There is also a proposal for a dedicated fast-track, higher-cost
service for those who need an LPA urgently. The government
indicates that it would prefer to focus on streamlining the
service for all and reducing the registration time to a
tantalising 14 days but given the frequent delays beyond the
current 40-day registration target, a dedicated fast-track is
certainly an attractive option.
Objection! Objection!
The ability for interested parties to raise concerns about
registration is an essential safeguard in the LPA process,
particularly if family or friends suspect undue pressure or a
lack of capacity. Under the EPA system, the donor had to name a
third party to be notified when the form was registered but this
was removed in 2007 as many donors did not have a sufficiently
wide social or family network and this section became a real
obstacle. Instead, LPAs include an optional section where
the donor can choose someone to notify. As it is not
compulsory, it offers no safeguards and is rarely used. In
short, it is confusing for the donor and verges on pointless.
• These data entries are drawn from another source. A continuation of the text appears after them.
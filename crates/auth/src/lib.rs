//! `payflow-auth` — pure session/RBAC boundary.
//!
//! This crate is intentionally decoupled from HTTP and UI rendering.

pub mod guard;
pub mod principal;
pub mod roles;
pub mod session;

pub use guard::{GuardOutcome, RouteGuard, decide};
pub use principal::Principal;
pub use roles::{Role, RoleParseError};
pub use session::{FileStorage, MemoryStorage, SessionStorage, SessionStore};
use serde::{Deserialize, Serialize};

use crate::Role;

/// The authenticated user's session record.
///
/// Created from a successful login response, persisted immediately, read
/// back on every app start, destroyed on logout. Exactly one principal is
/// active at a time (single-session client).
#[derive(Debug, Clone, PartialEq, Eq, Serialize, Deserialize)]
#[serde(rename_all = "camelCase")]
pub struct Principal {
    /// Opaque bearer token for authenticated calls.
    pub token: String,
    pub username: String,
    #[serde(default)]
    pub email: Option<String>,
    pub roles: Vec<Role>,
    pub first_time_login: bool,
}

impl Principal {
    pub fn has_role(&self, role: Role) -> bool {
        self.roles.contains(&role)
    }

    /// True when this principal holds at least one of `required`.
    ///
    /// An empty role set on either side never authorizes: a principal with
    /// no roles is not authorized for any protected route.
    pub fn has_any_role(&self, required: &[Role]) -> bool {
        required.iter().any(|role| self.roles.contains(role))
    }
}

#[cfg(test)]
mod tests {
    use super::*;

    fn principal(roles: Vec<Role>) -> Principal {
        Principal {
            token: "t1".to_string(),
            username: "jdoe".to_string(),
            email: None,
            roles,
            first_time_login: false,
        }
    }

    #[test]
    fn empty_role_set_matches_nothing() {
        let p = principal(vec![]);
        assert!(!p.has_any_role(&[Role::Admin]));
        assert!(!p.has_any_role(&Role::ALL));
        assert!(!p.has_any_role(&[]));
    }

    #[test]
    fn intersection_is_any_not_all() {
        let p = principal(vec![Role::Hr]);
        assert!(p.has_any_role(&[Role::Hr, Role::Manager]));
        assert!(!p.has_any_role(&[Role::Admin]));
    }

    #[test]
    fn deserializes_wire_payload() {
        let p: Principal = serde_json::from_str(
            r#"{"token":"t1","username":"jdoe","roles":["ROLE_EMPLOYEE"],"firstTimeLogin":false}"#,
        )
        .unwrap();

        assert_eq!(p.roles, vec![Role::Employee]);
        assert!(!p.first_time_login);
        assert_eq!(p.email, None);
    }
}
The proposals discuss the range of people permitted to object to
registration, but there is no suggestion of a replacement
notification system. The government needs to give serious thought
here to how family and friends can be made aware that an LPA is
being made, not just how they can object when they eventually
learn of registration.
Change welcome but care must be taken
LPAs and their predecessor EPAs have been around for 36 years,
but they remain as relevant and necessary as ever. Many of the
government’s proposals seem sensible but we have long been
arguing that better training of OPG staff, better customer
service, and a more flexible and pragmatic approach to correcting
errors would solve many of the stresses and inefficiencies of the
current system.
However, technology has moved forward significantly since 2007
and we hope it will enable the government to offer a
collaborative and modern LPA system that also protects the
elderly and vulnerable from fraud, coercion and abuse.